Following the Soviet invasion and crackdown in 1968, the government banned Havel's plays and sent him to work at a brewery. Not even the rank fumes of totalitarian swill could stifle his prosaic propensity, however. He was the principal author of Charta 77, a kind of dissident manifesto that gave rise to an anti-Communist movement among a section of Czechoslovak citizens.


While Havel was repeatedly being jailed and released by the Communist government, Kim Il-sung was grooming his son as the heir apparent to his all-powerful position. In the 1970s, Kim Jong-Il moved quickly through the ranks of the Korean Workers Party (Communist) hierarchy, eventually becoming a member of the Central Committee, the Military Commission, and the politburo. He assumed the title "Dear Leader" (친애하는 지도자) and was made a member of the Seventh Supreme People's Assembly (whatever that was) in February 1982.

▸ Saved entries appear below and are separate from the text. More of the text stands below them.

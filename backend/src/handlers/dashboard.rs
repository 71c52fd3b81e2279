//! Admin dashboard handlers

use axum::{extract::State, Json};

use crate::error::AppResult;
use crate::middleware::{require_admin, CurrentSession};
use crate::services::reporting::{DashboardReport, ReportFilter};
use crate::services::ReportingService;
use crate::AppState;

/// Consolidated analytics across all outlets (admin only)
pub async fn get_dashboard(
    State(state): State<AppState>,
    CurrentSession(session): CurrentSession,
) -> AppResult<Json<DashboardReport>> {
    require_admin(&session)?;

    let service = ReportingService::new(state.catalog.clone(), state.store.clone());
    Ok(Json(service.dashboard(&ReportFilter::default())))
}
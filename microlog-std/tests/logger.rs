#![expect(missing_docs, reason = "test")]

use std::sync::LazyLock;

use log::LevelFilter;
use microlog::logger::DebugLogger;
use microlog_std::WriterLog;

static LOGGER: LazyLock<DebugLogger<WriterLog<Vec<u8>>>> =
    LazyLock::new(|| DebugLogger::new(WriterLog::new(Vec::new()), LevelFilter::Warn));

static OTHER: DebugLogger<microlog_std::Log> = DebugLogger::new(microlog_std::Log, LevelFilter::Trace);

#[test]
fn log_facade_reaches_the_writer() {
    LazyLock::force(&LOGGER).install().unwrap();
    assert!(OTHER.install().is_err(), "only one global logger can be installed");
    assert_eq!(log::max_level(), LevelFilter::Warn);

    log::error!(target: "arena", "needed {} bytes", 2048);
    log::info!(target: "arena", "filtered");
    log::warn!(target: "arena", "{}", "x".repeat(70));

    let written = LOGGER.backend().take_writer();
    assert_eq!(
        String::from_utf8(written).unwrap(),
        format!("ERROR arena: needed 2048 bytes\r\nWARN arena: {}\r\n", "x".repeat(70))
    );
}
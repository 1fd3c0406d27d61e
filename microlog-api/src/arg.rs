/// A single typed argument for a format string.
///
/// # Examples
///
/// ```rust
/// use microlog_api::Arg;
///
/// let count = Arg::from(42);
/// let name = Arg::from("conv2d");
/// let scale = Arg::from(0.5);
///
/// assert_eq!(count, Arg::Int(42));
/// assert_eq!(name, Arg::Text("conv2d"));
/// assert_eq!(scale, Arg::Float(0.5));
/// ```
#[derive(Clone, Copy, Debug, PartialEq)]
pub enum Arg<'a> {
    /// Consumed by `%d`.
    Int(i32),
    /// Consumed by `%s`.
    Text(&'a str),
    /// Consumed by `%f`.
    Float(f64),
}

impl Arg<'_> {
    /// Returns the kind of value this argument carries.
    pub fn kind(&self) -> ArgKind {
        match self {
            Arg::Int(_) => ArgKind::Int,
            Arg::Text(_) => ArgKind::Text,
            Arg::Float(_) => ArgKind::Float,
        }
    }
}

/// The kind of an [`Arg`], without its value.
#[derive(Clone, Copy, Debug, PartialEq, Eq, Hash)]
pub enum ArgKind {
    /// A signed 32-bit integer.
    Int,
    /// A text fragment.
    Text,
    /// A double-precision float.
    Float,
}

impl core::fmt::Display for ArgKind {
    fn fmt(&self, f: &mut core::fmt::Formatter<'_>) -> core::fmt::Result {
        match self {
            ArgKind::Int => write!(f, "integer"),
            ArgKind::Text => write!(f, "text"),
            ArgKind::Float => write!(f, "float"),
        }
    }
}

impl<'a> From<&'a str> for Arg<'a> {
    fn from(value: &'a str) -> Self {
        Arg::Text(value)
    }
}

impl From<i32> for Arg<'_> {
    fn from(value: i32) -> Self {
        Arg::Int(value)
    }
}

impl From<i16> for Arg<'_> {
    fn from(value: i16) -> Self {
        Arg::Int(value.into())
    }
}

impl From<i8> for Arg<'_> {
    fn from(value: i8) -> Self {
        Arg::Int(value.into())
    }
}

impl From<u16> for Arg<'_> {
    fn from(value: u16) -> Self {
        Arg::Int(value.into())
    }
}

impl From<u8> for Arg<'_> {
    fn from(value: u8) -> Self {
        Arg::Int(value.into())
    }
}

impl From<f64> for Arg<'_> {
    fn from(value: f64) -> Self {
        Arg::Float(value)
    }
}

impl From<f32> for Arg<'_> {
    fn from(value: f32) -> Self {
        Arg::Float(value.into())
    }
}
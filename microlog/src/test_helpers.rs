use std::string::String;
use std::sync::atomic::{AtomicUsize, Ordering};
use std::sync::{Arc, Mutex};
use std::vec::Vec;

use microlog_api::DebugLog;

/// A single call into a [`DebugLog`] backend.
#[derive(Clone, Debug, PartialEq)]
pub enum Call {
    /// [`DebugLog::log_str`]
    Str(String),
    /// [`DebugLog::log_i32`]
    Int(i32),
    /// [`DebugLog::log_f64`]
    Float(f64),
}

/// A [`DebugLog`] backend for testing that stores every call in memory.
///
/// Clones share the same storage, so a clone can be handed to the code under test while the original is kept for
/// inspection.
#[derive(Clone, Debug, Default)]
pub struct RecordingLog {
    calls: Arc<Mutex<Vec<Call>>>,
    inits: Arc<AtomicUsize>,
}

impl RecordingLog {
    /// Creates a backend with no recorded calls.
    pub fn new() -> Self {
        Self::default()
    }

    /// Returns all calls recorded so far.
    pub fn calls(&self) -> Vec<Call> {
        self.calls.lock().unwrap().clone()
    }

    /// Returns and clears all calls recorded so far.
    pub fn take_calls(&self) -> Vec<Call> {
        self.calls.lock().unwrap().drain(..).collect()
    }

    /// Returns the text the recorded calls would print, with numbers in their `Display` form.
    pub fn rendered(&self) -> String {
        self.calls
            .lock()
            .unwrap()
            .iter()
            .map(|call| match call {
                Call::Str(text) => text.clone(),
                Call::Int(value) => std::format!("{value}"),
                Call::Float(value) => std::format!("{value}"),
            })
            .collect()
    }

    /// Returns how often [`DebugLog::init`] was called.
    pub fn init_count(&self) -> usize {
        self.inits.load(Ordering::Relaxed)
    }

    fn record(&self, call: Call) {
        self.calls.lock().unwrap().push(call);
    }
}

impl DebugLog for RecordingLog {
    fn init(&self) {
        self.inits.fetch_add(1, Ordering::Relaxed);
    }

    fn log_str(&self, text: &str) {
        self.record(Call::Str(text.into()));
    }

    fn log_i32(&self, value: i32) {
        self.record(Call::Int(value));
    }

    fn log_f64(&self, value: f64) {
        self.record(Call::Float(value));
    }
}
/// Reports a printf-style message through an [`ErrorReporter`](crate::ErrorReporter), returning its status.
///
/// Each argument is converted with [`Arg::from`](crate::Arg), so integers up to 32 bits, `&str` and floats can be
/// passed directly.
///
/// # Examples
///
/// ```rust
/// use microlog::test_helpers::RecordingLog;
/// use microlog::{MicroErrorReporter, report};
///
/// let backend = RecordingLog::new();
/// let reporter = MicroErrorReporter::new(backend.clone());
///
/// report!(reporter, "Didn't find op for builtin opcode '%s'", "CONV_2D");
/// report!(reporter, "Tensor %d has scale %f", 3u8, 0.5f32);
/// report!(reporter, "Invoke failed");
///
/// assert_eq!(
///     backend.rendered(),
///     "Didn't find op for builtin opcode 'CONV_2D'\r\nTensor 3 has scale 0.5\r\nInvoke failed\r\n",
/// );
/// ```
#[macro_export]
macro_rules! report {
    ($reporter:expr, $format:expr $(, $arg:expr)* $(,)?) => {
        $crate::ErrorReporter::report(&$reporter, $format, &[$($crate::Arg::from($arg)),*])
    };
}
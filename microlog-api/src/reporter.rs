//! The error reporting capability.

use crate::Arg;

/// Reports a printf-style message.
///
/// Reporters are shared by reference, usually as `&dyn ErrorReporter`.
///
/// # Example
///
/// ```rust
/// use microlog_api::{Arg, ErrorReporter};
///
/// struct Discard;
///
/// impl ErrorReporter for Discard {
///     fn report(&self, _format: &str, _args: &[Arg<'_>]) -> i32 {
///         0
///     }
/// }
///
/// let reporter: &dyn ErrorReporter = &Discard;
/// assert_eq!(reporter.report("tensor %s has %d dims", &[Arg::Text("input"), Arg::Int(4)]), 0);
/// ```
pub trait ErrorReporter {
    /// Renders `format` with `args` and returns a status code, `0` meaning success.
    ///
    /// `%d`, `%s` and `%f` take the next [`Arg`] in order.
    fn report(&self, format: &str, args: &[Arg<'_>]) -> i32;
}

impl<T> ErrorReporter for &T
where
    T: ErrorReporter + ?Sized,
{
    fn report(&self, format: &str, args: &[Arg<'_>]) -> i32 {
        (**self).report(format, args)
    }
}
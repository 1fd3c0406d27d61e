//! The microlog API.
//!
//! Defines the primitive [`DebugLog`] backend a platform provides and the [`ErrorReporter`] capability exposed to
//! code that wants to report formatted messages.

#![no_std]
#![forbid(unsafe_code)]
#![cfg_attr(coverage_nightly, feature(coverage_attribute))]

#[cfg(test)]
extern crate std;

mod arg;
pub mod log;
pub mod reporter;

pub use arg::{Arg, ArgKind};
pub use log::DebugLog;
pub use reporter::ErrorReporter;
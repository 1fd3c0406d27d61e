//! # `microlog`
//!
//! A printf-style formatting shim for targets whose only output is a primitive [`DebugLog`] channel.
//!
//! The channel accepts text fragments, 32-bit integers and floats and has no formatting or buffering of its own.
//! This crate scans a format string, batches literal text into a small stack buffer, and turns each `%d`, `%s` or
//! `%f` into the matching typed channel call. Every message ends with `"\r\n"`.
//!
//! ## Feature Flags
//!
//! - `log` - Enable the [`log`](https://docs.rs/log) facade bridge ([`logger::DebugLogger`]), on by default
//! - `std` - Enable standard library support, required by the test helpers
//!
//! ## Basic Usage
//!
//! ```rust
//! use microlog::{MicroErrorReporter, report};
//! use microlog::test_helpers::{Call, RecordingLog};
//!
//! let backend = RecordingLog::new();
//! let reporter = MicroErrorReporter::new(backend.clone());
//!
//! let status = report!(reporter, "Value: %d", 42);
//!
//! assert_eq!(status, 0);
//! assert_eq!(
//!     backend.calls(),
//!     [Call::Str("Value: ".into()), Call::Int(42), Call::Str("\r\n".into())],
//! );
//! ```
//!
//! ## Format Strings
//!
//! Only three conversions exist: `%d` takes an [`Arg::Int`], `%s` an [`Arg::Text`] and `%f` an [`Arg::Float`].
//! A `%` followed by anything else is printed as-is, there is no `%%` escape.
//! A conversion without a matching argument is printed as-is as well, see [`printf::check`] to validate arguments
//! up front.

#![no_std]
#![forbid(unsafe_code)]
#![cfg_attr(coverage_nightly, feature(coverage_attribute))]

#[cfg(feature = "std")]
extern crate std;

mod cache;
mod error;
#[cfg(feature = "log")]
pub mod logger;
mod macros;
pub mod printf;
mod reporter;
#[cfg(feature = "std")]
#[doc(hidden)]
pub mod test_helpers;

pub use cache::{LINE_TERMINATOR, OUTPUT_CACHE_SIZE, OutputCache};
pub use error::FormatError;
pub use microlog_api::{Arg, ArgKind, DebugLog, ErrorReporter};
pub use printf::{debug_log_printf, print_fmt};
pub use reporter::MicroErrorReporter;
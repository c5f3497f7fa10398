//! Token-aware API client.
//!
//! Builds fully-qualified request URLs from org/tenant/path, composes
//! headers from the execution context and the configured scopes, and
//! classifies responses into typed results.

use std::collections::HashMap;
use std::sync::{Arc, RwLock};

use serde::de::DeserializeOwned;
use tracing::instrument;
use url::Url;

use crate::config::Config;
use crate::context::ExecutionContext;
use crate::error::Error;
use crate::http::request::RequestSpec;
use crate::http::transport::{HttpTransport, Method, TransportRequest, TransportResponse};

/// Tenant-scope header.
pub const HEADER_TENANT_ID: &str = "X-TenantId";
/// Organization-scope header.
pub const HEADER_ORGANIZATION_UNIT_ID: &str = "X-OrganizationUnitId";
/// Folder-scope header.
pub const HEADER_FOLDER_KEY: &str = "X-FolderKey";

/// Per-client scoping overrides and extra headers, fixed at construction.
#[derive(Debug, Clone, Default)]
pub struct ClientScope {
    /// Overrides the config's tenant id for the tenant-scope header.
    pub tenant_id: Option<String>,
    /// Overrides the config's account id for the organization-scope header.
    pub organization_unit_id: Option<String>,
    /// Extra headers merged into every request's defaults.
    pub headers: HashMap<String, String>,
}

/// Classified response body.
#[derive(Debug, Clone, PartialEq)]
pub enum ResponseBody {
    /// 204: the explicit no-content value. Never parsed.
    Empty,
    /// Parsed JSON.
    Json(serde_json::Value),
    /// Raw text, returned when the caller asked for `application/xml`.
    Text(String),
}

/// A successful API response.
#[derive(Debug, Clone)]
pub struct ApiResponse {
    pub status: u16,
    pub body: ResponseBody,
}

impl ApiResponse {
    /// Deserializes the body into `T`. The no-content value deserializes
    /// as JSON `null`, so optional targets map it to `None`.
    pub fn json<T: DeserializeOwned>(&self) -> Result<T, Error> {
        let value = match &self.body {
            ResponseBody::Json(value) => serde_json::from_value(value.clone())?,
            ResponseBody::Text(text) => serde_json::from_str(text)?,
            ResponseBody::Empty => serde_json::from_value(serde_json::Value::Null)?,
        };
        Ok(value)
    }
}

/// Issues authenticated requests against the configured org and tenant.
pub struct ApiClient {
    config: Arc<Config>,
    context: Arc<ExecutionContext>,
    scope: ClientScope,
    default_headers: RwLock<HashMap<String, String>>,
    transport: Arc<dyn HttpTransport>,
}

impl ApiClient {
    pub fn new(
        config: Arc<Config>,
        context: Arc<ExecutionContext>,
        scope: ClientScope,
        transport: Arc<dyn HttpTransport>,
    ) -> Self {
        ApiClient {
            config,
            context,
            scope,
            default_headers: RwLock::new(HashMap::new()),
            transport,
        }
    }

    /// Merges `headers` into the client-level defaults applied to every
    /// subsequent request. Later calls win key for key.
    pub fn set_default_headers(&self, headers: HashMap<String, String>) {
        let mut defaults = self
            .default_headers
            .write()
            .expect("header lock poisoned");
        defaults.extend(headers);
    }

    fn computed_default_headers(&self) -> HashMap<String, String> {
        let mut headers = HashMap::new();
        if let Some(bearer) = self
            .context
            .token()
            .or_else(|| self.config.secret.clone().filter(|s| !s.is_empty()))
        {
            headers.insert("Authorization".to_string(), format!("Bearer {bearer}"));
        }
        headers.insert("Content-Type".to_string(), "application/json".to_string());
        headers.insert(
            "User-Agent".to_string(),
            format!("maestro-sdk-rust/{}", env!("CARGO_PKG_VERSION")),
        );
        if let Some(tenant_id) = self
            .scope
            .tenant_id
            .clone()
            .or_else(|| self.config.tenant_id.map(|id| id.to_string()))
        {
            headers.insert(HEADER_TENANT_ID.to_string(), tenant_id);
        }
        if let Some(organization_unit_id) = self
            .scope
            .organization_unit_id
            .clone()
            .or_else(|| self.config.account_id.map(|id| id.to_string()))
        {
            headers.insert(HEADER_ORGANIZATION_UNIT_ID.to_string(), organization_unit_id);
        }
        if let Some(folder_key) = self.config.folder_key {
            headers.insert(HEADER_FOLDER_KEY.to_string(), folder_key.to_string());
        }
        for (key, value) in &self.scope.headers {
            headers.insert(key.clone(), value.clone());
        }
        headers
    }

    fn build_url(&self, path: &str, params: &[(String, String)]) -> Result<String, Error> {
        let normalized = path.strip_prefix('/').unwrap_or(path);
        let base = Url::parse(&self.config.base_url)
            .map_err(|e| Error::Config(format!("invalid base URL '{}': {e}", self.config.base_url)))?;
        let relative = format!(
            "{}/{}/{}",
            self.config.org_name, self.config.tenant_name, normalized
        );
        let mut url = base
            .join(&relative)
            .map_err(|e| Error::Config(format!("invalid request path '{path}': {e}")))?;
        if !params.is_empty() {
            let mut pairs = url.query_pairs_mut();
            for (key, value) in params {
                pairs.append_pair(key, value);
            }
        }
        Ok(url.to_string())
    }

    /// Issues one request. Headers merge in order: computed defaults,
    /// client-level defaults, per-call overrides; later sources win key
    /// for key.
    #[instrument(skip(self, spec), level = "debug", fields(method = method.as_str(), path = path))]
    pub async fn request(
        &self,
        method: Method,
        path: &str,
        spec: RequestSpec,
    ) -> Result<ApiResponse, Error> {
        let url = self.build_url(path, &spec.params)?;

        let mut headers = self.computed_default_headers();
        {
            let defaults = self
                .default_headers
                .read()
                .expect("header lock poisoned");
            for (key, value) in defaults.iter() {
                headers.insert(key.clone(), value.clone());
            }
        }
        for (key, value) in &spec.headers {
            headers.insert(key.clone(), value.clone());
        }

        let body = match &spec.body {
            Some(value) => Some(serde_json::to_vec(value)?),
            None => None,
        };
        let request = TransportRequest {
            method,
            url,
            headers: headers
                .iter()
                .map(|(key, value)| (key.clone(), value.clone()))
                .collect(),
            body,
        };

        let response = match &spec.cancel {
            Some(token) => tokio::select! {
                _ = token.cancelled() => return Err(Error::Cancelled),
                result = self.transport.execute(request) => result?,
            },
            None => self.transport.execute(request).await?,
        };

        classify_response(&headers, response)
    }

    pub async fn get(&self, path: &str, spec: RequestSpec) -> Result<ApiResponse, Error> {
        self.request(Method::Get, path, spec).await
    }

    pub async fn post(
        &self,
        path: &str,
        body: Option<serde_json::Value>,
        mut spec: RequestSpec,
    ) -> Result<ApiResponse, Error> {
        spec.body = body;
        self.request(Method::Post, path, spec).await
    }

    pub async fn put(
        &self,
        path: &str,
        body: Option<serde_json::Value>,
        mut spec: RequestSpec,
    ) -> Result<ApiResponse, Error> {
        spec.body = body;
        self.request(Method::Put, path, spec).await
    }

    pub async fn patch(
        &self,
        path: &str,
        body: Option<serde_json::Value>,
        mut spec: RequestSpec,
    ) -> Result<ApiResponse, Error> {
        spec.body = body;
        self.request(Method::Patch, path, spec).await
    }

    pub async fn delete(&self, path: &str, spec: RequestSpec) -> Result<ApiResponse, Error> {
        self.request(Method::Delete, path, spec).await
    }
}

fn classify_response(
    request_headers: &HashMap<String, String>,
    response: TransportResponse,
) -> Result<ApiResponse, Error> {
    let status = response.status;
    if !(200..300).contains(&status) {
        return Err(Error::Http {
            status,
            message: failure_message(status, &response.body),
        });
    }
    if status == 204 {
        return Ok(ApiResponse {
            status,
            body: ResponseBody::Empty,
        });
    }
    let accept = request_headers
        .get("Accept")
        .or_else(|| request_headers.get("accept"));
    if accept.map(String::as_str) == Some("application/xml") {
        return Ok(ApiResponse {
            status,
            body: ResponseBody::Text(String::from_utf8_lossy(&response.body).into_owned()),
        });
    }
    let value = serde_json::from_slice(&response.body)?;
    Ok(ApiResponse {
        status,
        body: ResponseBody::Json(value),
    })
}

/// Extracts a failure message from the response body: a JSON `message`,
/// an RFC 7807 `detail` or `title`, falling back to the status text.
fn failure_message(status: u16, body: &[u8]) -> String {
    serde_json::from_slice::<serde_json::Value>(body)
        .ok()
        .and_then(|v| {
            ["message", "detail", "title"]
                .iter()
                .find_map(|key| v.get(key).and_then(|m| m.as_str()).map(str::to_string))
        })
        .unwrap_or_else(|| {
            reqwest::StatusCode::from_u16(status)
                .ok()
                .and_then(|s| s.canonical_reason())
                .unwrap_or("request failed")
                .to_string()
        })
}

If there was a singular event that marked the death knell of Communism as a major statist force/threat, then it was probably the fall of the Berlin Wall on November 9, 1989. Eight days later, riot police suppressed a peaceful student demonstration in Prague. A series of popular, largely nonviolent demonstrations followed, and by November 20th the number of peaceful protesters assembled in Prague had swelled from 200,000 the previous day to an estimated half-million. A two-hour, nationwide general strike was successfully held one week later. The following day, the Communist Party of Czechoslovakia announced that it would relinquish power and dismantle the single-party state.


At the center of this so-called Velvet Revolution was Václav Havel, who along with other members of the Charter 77 dissident movement founded Civic Forum (not to be confused with the online symposium for Honda Civic owners/drivers). After Pres. Gustáv Husák resigned on December 10, Havel was elected president.


According to at least one Havel biographer, it was at this pivotal time that Havel's Machiavellian side emerged. Alexander Dubček, the one-time leader of the Communist Party of Czechoslovakia whose attempted liberalization was crushed in 1968, looked to be the likely choice to take over as president during this transitional period, but Havel deftly ushered him aside and was reelected in 1990, when what was then Czechoslovakia held its first free elections. Dubček had to settle for being Speaker of the Federal Assembly. Compare this to Kim's early days on the KWP Central Committee; he reportedly wrested the post of party organization secretary from his uncle in September 1973 and used his position as head of the Organisation & Guidance Department to purge the KWP of those not sufficiently loyal to his father. He became Supreme Commander of the Korean People's Army in 1991.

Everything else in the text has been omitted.